• Exercise description
Repeat word for word the opening stretch of the entries, from the first line through the line containing "on relayed messages".

*** Data under study Section Begins ***

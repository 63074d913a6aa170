//! Signaling envelope exchanged between agents and the hub.
//!
//! Every message is a JSON object `{type, peerId?, targetId?, payload?}`.
//! Several envelopes may share one transport frame, separated by `\n`.
//! The payload is kept as raw JSON so the hub can relay it untouched.

use serde::de::DeserializeOwned;
use serde::{Deserialize, Serialize};
use serde_json::value::RawValue;

use crate::error::ProtocolError;
use crate::types::{FileDescriptor, PeerInfo};

/// Envelope `type` tag.
#[derive(Debug, Clone, Copy, PartialEq, Eq, Hash, Serialize, Deserialize)]
#[serde(rename_all = "kebab-case")]
pub enum MessageType {
    Join,
    Peers,
    PeerJoined,
    PeerLeft,
    CreateRoom,
    RoomCreated,
    JoinRoom,
    RoomJoined,
    LeaveRoom,
    RoomLeft,
    RoomError,
    Offer,
    Answer,
    IceCandidate,
    TransferRequest,
    TransferResponse,
    RelayChunk,
    Ping,
    Pong,
    /// Any tag this build doesn't know about
    #[serde(other)]
    Unknown,
}

impl MessageType {
    /// Whether the hub forwards this message to a single target session.
    pub fn is_relayed(self) -> bool {
        matches!(
            self,
            MessageType::Offer
                | MessageType::Answer
                | MessageType::IceCandidate
                | MessageType::TransferRequest
                | MessageType::TransferResponse
                | MessageType::RelayChunk
        )
    }
}

#[derive(Debug, Clone, Serialize, Deserialize)]
pub struct Envelope {
    #[serde(rename = "type")]
    pub kind: MessageType,
    /// Sender id, stamped by the hub on relayed messages
    #[serde(rename = "peerId", default, skip_serializing_if = "Option::is_none")]
    pub peer_id: Option<String>,
    #[serde(rename = "targetId", default, skip_serializing_if = "Option::is_none")]
    pub target_id: Option<String>,
    #[serde(default, skip_serializing_if = "Option::is_none")]
    pub payload: Option<Box<RawValue>>,
}

impl Envelope {
    pub fn new(kind: MessageType) -> Self {
        Self {
            kind,
            peer_id: None,
            target_id: None,
            payload: None,
        }
    }

    /// Build an envelope carrying `payload`.
    pub fn with_payload<T: Serialize>(kind: MessageType, payload: &T) -> Result<Self, ProtocolError> {
        let raw = serde_json::value::to_raw_value(payload)?;
        Ok(Self {
            payload: Some(raw),
            ..Self::new(kind)
        })
    }

    /// Address this envelope to `target`.
    pub fn to(mut self, target: impl Into<String>) -> Self {
        self.target_id = Some(target.into());
        self
    }

    pub fn encode(&self) -> Result<String, ProtocolError> {
        Ok(serde_json::to_string(self)?)
    }

    pub fn decode(text: &str) -> Result<Self, ProtocolError> {
        Ok(serde_json::from_str(text)?)
    }

    /// Split a transport frame into its newline-delimited envelopes.
    /// Blank lines are skipped; each line decodes independently.
    pub fn decode_batch(text: &str) -> impl Iterator<Item = Result<Self, ProtocolError>> + '_ {
        text.split('\n')
            .map(str::trim)
            .filter(|line| !line.is_empty())
            .map(Self::decode)
    }

    /// Decode the payload as `T`.
    pub fn payload_as<T: DeserializeOwned>(&self) -> Result<T, ProtocolError> {
        let raw = self
            .payload
            .as_ref()
            .ok_or(ProtocolError::MissingPayload(self.kind))?;
        Ok(serde_json::from_str(raw.get())?)
    }

    pub fn pong() -> Self {
        Self::new(MessageType::Pong)
    }

    pub fn peers(peers: Vec<PeerInfo>) -> Result<Self, ProtocolError> {
        Self::with_payload(MessageType::Peers, &PeersPayload { peers })
    }

    pub fn peer_joined(peer: PeerInfo) -> Result<Self, ProtocolError> {
        Self::with_payload(MessageType::PeerJoined, &PeerJoinedPayload { peer })
    }

    pub fn peer_left(peer_id: impl Into<String>) -> Result<Self, ProtocolError> {
        Self::with_payload(
            MessageType::PeerLeft,
            &PeerLeftPayload {
                peer_id: peer_id.into(),
            },
        )
    }

    pub fn room_created(code: impl Into<String>) -> Result<Self, ProtocolError> {
        Self::with_payload(MessageType::RoomCreated, &RoomCodePayload { code: code.into() })
    }

    pub fn room_joined(code: impl Into<String>, peers: Vec<PeerInfo>) -> Result<Self, ProtocolError> {
        Self::with_payload(
            MessageType::RoomJoined,
            &RoomJoinedPayload {
                code: code.into(),
                peers,
            },
        )
    }

    pub fn room_left(code: impl Into<String>) -> Result<Self, ProtocolError> {
        Self::with_payload(MessageType::RoomLeft, &RoomCodePayload { code: code.into() })
    }

    pub fn room_error(error: impl Into<String>) -> Result<Self, ProtocolError> {
        Self::with_payload(MessageType::RoomError, &RoomErrorPayload { error: error.into() })
    }
}

// ---------------------------------------------------------------------------
// Payloads
// ---------------------------------------------------------------------------

#[derive(Debug, Clone, PartialEq, Eq, Serialize, Deserialize)]
pub struct JoinPayload {
    pub name: String,
    pub platform: String,
}

#[derive(Debug, Clone, PartialEq, Eq, Serialize, Deserialize)]
pub struct PeersPayload {
    pub peers: Vec<PeerInfo>,
}

#[derive(Debug, Clone, PartialEq, Eq, Serialize, Deserialize)]
pub struct PeerJoinedPayload {
    pub peer: PeerInfo,
}

#[derive(Debug, Clone, PartialEq, Eq, Serialize, Deserialize)]
pub struct PeerLeftPayload {
    #[serde(rename = "peerId")]
    pub peer_id: String,
}

#[derive(Debug, Clone, PartialEq, Eq, Serialize, Deserialize)]
pub struct RoomCodePayload {
    pub code: String,
}

#[derive(Debug, Clone, PartialEq, Eq, Serialize, Deserialize)]
pub struct RoomJoinedPayload {
    pub code: String,
    pub peers: Vec<PeerInfo>,
}

#[derive(Debug, Clone, PartialEq, Eq, Serialize, Deserialize)]
pub struct RoomErrorPayload {
    pub error: String,
}

/// SDP offer or answer
#[derive(Debug, Clone, PartialEq, Eq, Serialize, Deserialize)]
pub struct SdpPayload {
    pub sdp: String,
    #[serde(rename = "type")]
    pub sdp_type: String,
}

#[derive(Debug, Clone, PartialEq, Eq, Serialize, Deserialize)]
pub struct IceCandidatePayload {
    pub candidate: String,
    #[serde(rename = "sdpMid", default)]
    pub sdp_mid: Option<String>,
    #[serde(rename = "sdpMLineIndex", default)]
    pub sdp_mline_index: Option<u16>,
}

#[derive(Debug, Clone, PartialEq, Eq, Serialize, Deserialize)]
#[serde(rename_all = "camelCase")]
pub struct TransferRequestPayload {
    pub transfer_id: String,
    pub files: Vec<FileDescriptor>,
    pub total_size: u64,
}

#[derive(Debug, Clone, PartialEq, Eq, Serialize, Deserialize)]
#[serde(rename_all = "camelCase")]
pub struct TransferResponsePayload {
    pub transfer_id: String,
    pub accepted: bool,
}

/// One chunk on the relay path. `data` is base64.
#[derive(Debug, Clone, PartialEq, Eq, Serialize, Deserialize)]
#[serde(rename_all = "camelCase")]
pub struct RelayChunkPayload {
    pub transfer_id: String,
    pub file_index: u32,
    pub chunk_index: u32,
    pub data: String,
    pub is_last: bool,
}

*** Data under study Section Ends ***

• Reply
repository 63074d913a6aa170
//! Signaling envelope exchanged between agents and the hub.
//!
//! Every message is a JSON object `{type, peerId?, targetId?, payload?}`.
//! Several envelopes may share one transport frame, separated by `\n`.
//! The payload is kept as raw JSON so the hub can relay it untouched.

use serde::de::DeserializeOwned;
use serde::{Deserialize, Serialize};
use serde_json::value::RawValue;

use crate::error::ProtocolError;
use crate::types::{FileDescriptor, PeerInfo};

/// Envelope `type` tag.
#[derive(Debug, Clone, Copy, PartialEq, Eq, Hash, Serialize, Deserialize)]
#[serde(rename_all = "kebab-case")]
pub enum MessageType {
    Join,
    Peers,
    PeerJoined,
    PeerLeft,
    CreateRoom,
    RoomCreated,
    JoinRoom,
    RoomJoined,
    LeaveRoom,
    RoomLeft,
    RoomError,
    Offer,
    Answer,
    IceCandidate,
    TransferRequest,
    TransferResponse,
    RelayChunk,
    Ping,
    Pong,
    /// Any tag this build doesn't know about
    #[serde(other)]
    Unknown,
}

impl MessageType {
    /// Whether the hub forwards this message to a single target session.
    pub fn is_relayed(self) -> bool {
        matches!(
            self,
            MessageType::Offer
                | MessageType::Answer
                | MessageType::IceCandidate
                | MessageType::TransferRequest
                | MessageType::TransferResponse
                | MessageType::RelayChunk
        )
    }
}

#[derive(Debug, Clone, Serialize, Deserialize)]
pub struct Envelope {
    #[serde(rename = "type")]
    pub kind: MessageType,
    /// Sender id, stamped by the hub on relayed messages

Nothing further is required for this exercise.